Lucy May Beavis, a teacher in the North Island of New Zealand, initially spent a number of years in office work for the Church. Then, for 41 years as a church school teacher,1 she taught in small, one-teacher schools, often located in the rear of Adventist churches or in buildings that housed the school during the week and the church on the weekend.2

She quietly and prayerfully won the hearts of her pupils. It was said that “under her kind and careful rule the children are growing up in the fear of God.”3 She witnessed many of her pupils go on to play significant roles in the work of the Seventh-day Adventist Church.4 W. Austin Townend, President of the South Australian Conference and mentor to many younger people, reflected on the influence of Lucy Beavis on his life.

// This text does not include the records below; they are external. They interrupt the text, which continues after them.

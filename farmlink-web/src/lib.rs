//! farmlink-web - farmer/consumer produce sharing service
//!
//! Farmers upload produce photos for shelf-life analysis by an external
//! generative model and share short videos; consumers browse, like, and
//! comment on those videos.

pub mod api;
pub mod db;
pub mod error;
pub mod extract;
pub mod services;

pub use crate::error::{ApiError, ApiResult};

use axum::extract::DefaultBodyLimit;
use axum::Router;
use chrono::{DateTime, Utc};
use sqlx::SqlitePool;
use std::sync::Arc;
use tower_http::services::ServeDir;
use tower_http::trace::TraceLayer;

use farmlink_common::config::AppConfig;
use services::annotation::AnnotationClient;
use services::media::MediaStore;

/// Application state shared across handlers
#[derive(Clone)]
pub struct AppState {
    /// Database connection pool
    pub db: SqlitePool,
    pub config: Arc<AppConfig>,
    pub media: Arc<MediaStore>,
    /// Absent when no API key is configured; analysis then fails cleanly
    pub annotation: Option<Arc<AnnotationClient>>,
    /// Service startup timestamp for uptime tracking
    pub startup_time: DateTime<Utc>,
}

impl AppState {
    pub fn new(
        db: SqlitePool,
        config: AppConfig,
        media: MediaStore,
        annotation: Option<AnnotationClient>,
    ) -> Self {
        Self {
            db,
            config: Arc::new(config),
            media: Arc::new(media),
            annotation: annotation.map(Arc::new),
            startup_time: Utc::now(),
        }
    }
}

/// Build application router
pub fn build_router(state: AppState) -> Router {
    let media_dir = ServeDir::new(state.media.root());
    let body_limit = DefaultBodyLimit::max(state.config.max_upload_bytes);

    Router::new()
        .merge(api::account_routes())
        .merge(api::farmer_routes())
        .merge(api::video_routes())
        .merge(api::engagement_routes())
        .merge(api::health_routes())
        // Stored uploads are addressed by filename under /media
        .nest_service("/media", media_dir)
        .layer(body_limit)
        .layer(TraceLayer::new_for_http())
        .with_state(state)
}
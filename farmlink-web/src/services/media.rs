//! Media intake: sanitized, timestamped storage of uploaded files
//!
//! Each upload kind gets its own directory under the media root. Stored
//! filenames (never absolute paths) are what the database references.

use std::path::{Path, PathBuf};

use chrono::Utc;
use farmlink_common::Result;

/// Storage category for an uploaded file
#[derive(Debug, Clone, Copy, PartialEq, Eq)]
pub enum MediaKind {
    Profile,
    ProductImage,
    Video,
    Thumbnail,
}

impl MediaKind {
    pub fn dir_name(&self) -> &'static str {
        match self {
            MediaKind::Profile => "profiles",
            MediaKind::ProductImage => "products",
            MediaKind::Video => "videos",
            MediaKind::Thumbnail => "thumbnails",
        }
    }
}

#[derive(Debug, Clone)]
pub struct MediaStore {
    root: PathBuf,
}

impl MediaStore {
    pub fn new(root: impl Into<PathBuf>) -> Self {
        Self { root: root.into() }
    }

    /// Create the per-kind directories if missing
    pub fn ensure_directories(&self) -> Result<()> {
        for kind in [
            MediaKind::Profile,
            MediaKind::ProductImage,
            MediaKind::Video,
            MediaKind::Thumbnail,
        ] {
            std::fs::create_dir_all(self.root.join(kind.dir_name()))?;
        }
        Ok(())
    }

    pub fn root(&self) -> &Path {
        &self.root
    }

    /// Store `bytes` under the kind's directory and return the stored
    /// filename. Names are sanitized and timestamp-prefixed so repeated
    /// uploads of the same name cannot collide.
    pub fn save(&self, kind: MediaKind, original_name: &str, bytes: &[u8]) -> Result<String> {
        let stored = format!(
            "{}_{}",
            Utc::now().format("%Y%m%d%H%M%S"),
            sanitize_filename(original_name)
        );
        let path = self.root.join(kind.dir_name()).join(&stored);
        std::fs::write(&path, bytes)?;
        tracing::debug!(kind = kind.dir_name(), file = %stored, "Stored uploaded file");
        Ok(stored)
    }

    pub fn path_for(&self, kind: MediaKind, filename: &str) -> PathBuf {
        self.root.join(kind.dir_name()).join(filename)
    }

    /// Best-effort removal; failures are logged and swallowed
    pub fn remove(&self, kind: MediaKind, filename: &str) {
        let path = self.path_for(kind, filename);
        if let Err(e) = std::fs::remove_file(&path) {
            if e.kind() != std::io::ErrorKind::NotFound {
                tracing::warn!(path = %path.display(), error = %e, "Failed to remove media file");
            }
        }
    }
}

/// Reduce an uploaded filename to a safe basename: path components dropped,
/// anything outside ASCII alphanumerics, '.', '-', '_' replaced, leading
/// dots stripped.
pub fn sanitize_filename(name: &str) -> String {
    let base = name.rsplit(['/', '\\']).next().unwrap_or(name);
    let cleaned: String = base
        .chars()
        .map(|c| {
            if c.is_ascii_alphanumeric() || matches!(c, '.' | '-' | '_') {
                c
            } else {
                '_'
            }
        })
        .collect();
    let trimmed = cleaned.trim_start_matches('.');
    if trimmed.is_empty() {
        "file".to_string()
    } else {
        trimmed.to_string()
    }
}
//! Request extractors

use axum::{
    extract::FromRequestParts,
    http::{header, request::Parts},
};

use farmlink_common::auth;
use farmlink_common::db::models::User;

use crate::{db, error::ApiError, AppState};

/// Session cookie name
pub const SESSION_COOKIE: &str = "farmlink_session";

/// Authenticated caller resolved from the session cookie.
///
/// Rejection redirects to /login: an anonymous request on a protected route
/// is a navigation problem, not a server error.
pub struct CurrentUser {
    pub user: User,
    pub session_token: String,
}

#[axum::async_trait]
impl FromRequestParts<AppState> for CurrentUser {
    type Rejection = ApiError;

    async fn from_request_parts(
        parts: &mut Parts,
        state: &AppState,
    ) -> Result<Self, Self::Rejection> {
        let raw = parts
            .headers
            .get(header::COOKIE)
            .and_then(|value| value.to_str().ok())
            .and_then(|header| find_cookie(header, SESSION_COOKIE))
            .ok_or(ApiError::LoginRequired)?;

        let token = auth::decode_session_cookie(raw, &state.config.secret_key)
            .ok_or(ApiError::LoginRequired)?;

        let user = db::sessions::find_user(&state.db, token)
            .await
            .map_err(ApiError::from)?
            .ok_or(ApiError::LoginRequired)?;

        Ok(CurrentUser {
            user,
            session_token: token.to_string(),
        })
    }
}

fn find_cookie<'a>(header: &'a str, name: &str) -> Option<&'a str> {
    header
        .split(';')
        .map(str::trim)
        .find_map(|pair| pair.split_once('=').and_then(|(k, v)| (k == name).then_some(v)))
}

#[cfg(test)]
mod tests {
    use super::*;

    #[test]
    fn cookie_header_parsing() {
        let header = "theme=dark; farmlink_session=abc.def; other=1";
        assert_eq!(find_cookie(header, SESSION_COOKIE), Some("abc.def"));
        assert_eq!(find_cookie(header, "theme"), Some("dark"));
        assert_eq!(find_cookie(header, "missing"), None);
        assert_eq!(find_cookie("", SESSION_COOKIE), None);
    }
}
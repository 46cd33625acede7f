//! Database operations for farmlink-web

pub mod products;
pub mod sessions;
pub mod users;
pub mod videos;
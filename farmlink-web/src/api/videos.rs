//! Video feeds and uploads

use axum::{
    extract::{Multipart, State},
    response::{IntoResponse, Redirect, Response},
    routing::{get, post},
    Json, Router,
};
use serde_json::json;

use farmlink_common::db::models::Role;
use farmlink_common::Error;

use crate::api::FormData;
use crate::error::ApiResult;
use crate::extract::CurrentUser;
use crate::services::media::MediaKind;
use crate::{db, AppState};

/// GET /farmer/videos
///
/// Every farmer sees the whole feed, not just their own uploads.
pub async fn farmer_videos(
    State(state): State<AppState>,
    current: CurrentUser,
) -> ApiResult<Response> {
    if current.user.role != Role::Farmer {
        return Ok(Redirect::to("/login").into_response());
    }

    let videos = db::videos::list_feed(&state.db, current.user.id).await?;
    Ok(Json(json!({ "videos": videos })).into_response())
}

/// GET /user/dashboard
pub async fn user_dashboard(
    State(state): State<AppState>,
    current: CurrentUser,
) -> ApiResult<Response> {
    if current.user.role != Role::User {
        return Ok(Redirect::to("/login").into_response());
    }

    let videos = db::videos::list_feed(&state.db, current.user.id).await?;
    Ok(Json(json!({ "videos": videos })).into_response())
}

/// POST /farmer/upload_video
///
/// Multipart: `video_file` and `thumbnail` are both required in the same
/// request; either missing fails the upload before anything is stored.
pub async fn upload_video(
    State(state): State<AppState>,
    current: CurrentUser,
    multipart: Multipart,
) -> ApiResult<Response> {
    if current.user.role != Role::Farmer {
        return Err(Error::Unauthorized("only farmers can upload videos".to_string()).into());
    }

    let form = FormData::read(multipart).await?;
    let (video_name, video_bytes) = form.require_file("video_file")?;
    let (thumb_name, thumb_bytes) = form.require_file("thumbnail")?;

    let video_path = state.media.save(MediaKind::Video, video_name, video_bytes)?;
    let thumbnail_path = state
        .media
        .save(MediaKind::Thumbnail, thumb_name, thumb_bytes)?;

    let video = db::videos::insert_video(
        &state.db,
        &db::videos::NewVideo {
            farmer_id: current.user.id,
            video_path,
            thumbnail_path,
            title: form.field_owned("title").unwrap_or_default(),
            description: form.field_owned("description").unwrap_or_default(),
            location: current
                .user
                .village
                .clone()
                .filter(|v| !v.is_empty())
                .unwrap_or_else(|| "Unknown".to_string()),
            expiry_date: form.field_owned("expiry_date").unwrap_or_default(),
        },
    )
    .await?;

    tracing::info!(video_id = video.id, farmer_id = current.user.id, "Video uploaded");

    Ok(Json(json!({ "status": "success", "message": "Uploaded successfully" })).into_response())
}

/// Build video routes
pub fn video_routes() -> Router<AppState> {
    Router::new()
        .route("/farmer/videos", get(farmer_videos))
        .route("/farmer/upload_video", post(upload_video))
        .route("/user/dashboard", get(user_dashboard))
}
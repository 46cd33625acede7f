//! Product persistence
//!
//! Product rows only come into existence after a successful analysis; they
//! are never updated or deleted afterwards.

use chrono::Utc;
use sqlx::sqlite::SqliteRow;
use sqlx::{Row, SqlitePool};

use farmlink_common::db::models::Product;
use farmlink_common::{Error, Result};

/// Fields for a new product record
#[derive(Debug)]
pub struct NewProduct {
    pub farmer_id: i64,
    pub image_path: String,
    pub category: String,
    pub name: String,
    pub pick_time: String,
    pub temperature: String,
    pub expiry_prediction: String,
    pub description: String,
    pub tips: String,
}

pub async fn insert_product(pool: &SqlitePool, new_product: &NewProduct) -> Result<Product> {
    let result = sqlx::query(
        r#"
        INSERT INTO products (
            farmer_id, image_path, category, name, pick_time, temperature,
            expiry_prediction, description, tips, created_at
        ) VALUES (?, ?, ?, ?, ?, ?, ?, ?, ?, ?)
        "#,
    )
    .bind(new_product.farmer_id)
    .bind(&new_product.image_path)
    .bind(&new_product.category)
    .bind(&new_product.name)
    .bind(&new_product.pick_time)
    .bind(&new_product.temperature)
    .bind(&new_product.expiry_prediction)
    .bind(&new_product.description)
    .bind(&new_product.tips)
    .bind(Utc::now().to_rfc3339())
    .execute(pool)
    .await?;

    let id = result.last_insert_rowid();
    find_by_id(pool, id)
        .await?
        .ok_or_else(|| Error::Internal(format!("Product {} vanished after insert", id)))
}

pub async fn find_by_id(pool: &SqlitePool, id: i64) -> Result<Option<Product>> {
    let row = sqlx::query(
        "SELECT id, farmer_id, image_path, category, name, pick_time, temperature, \
         expiry_prediction, description, tips, created_at FROM products WHERE id = ?",
    )
    .bind(id)
    .fetch_optional(pool)
    .await?;

    row.map(|r| map_product(&r)).transpose()
}

/// Farmer's own products, newest first, optionally filtered by a name
/// substring
pub async fn list_for_farmer(
    pool: &SqlitePool,
    farmer_id: i64,
    search: Option<&str>,
) -> Result<Vec<Product>> {
    let rows = match search.filter(|term| !term.is_empty()) {
        Some(term) => {
            sqlx::query(
                "SELECT id, farmer_id, image_path, category, name, pick_time, temperature, \
                 expiry_prediction, description, tips, created_at FROM products \
                 WHERE farmer_id = ? AND name LIKE ? ORDER BY created_at DESC, id DESC",
            )
            .bind(farmer_id)
            .bind(format!("%{}%", term))
            .fetch_all(pool)
            .await?
        }
        None => {
            sqlx::query(
                "SELECT id, farmer_id, image_path, category, name, pick_time, temperature, \
                 expiry_prediction, description, tips, created_at FROM products \
                 WHERE farmer_id = ? ORDER BY created_at DESC, id DESC",
            )
            .bind(farmer_id)
            .fetch_all(pool)
            .await?
        }
    };

    rows.iter().map(map_product).collect()
}

fn map_product(row: &SqliteRow) -> Result<Product> {
    Ok(Product {
        id: row.get("id"),
        farmer_id: row.get("farmer_id"),
        image_path: row.get("image_path"),
        category: row.get("category"),
        name: row.get("name"),
        pick_time: row.get("pick_time"),
        temperature: row.get("temperature"),
        expiry_prediction: row.get("expiry_prediction"),
        description: row.get("description"),
        tips: row.get("tips"),
        created_at: crate::db::users::parse_timestamp(row, "created_at")?,
    })
}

He wrote:

My mind reached back thirty-six years to the day of my ordination to the gospel ministry. That day I had written two letters of appreciation to two teachers—my church-school teacher and my dean of men and Bible teacher at college. I felt that additional to my parents' influence those two teachers had been among the most powerful for good in my life.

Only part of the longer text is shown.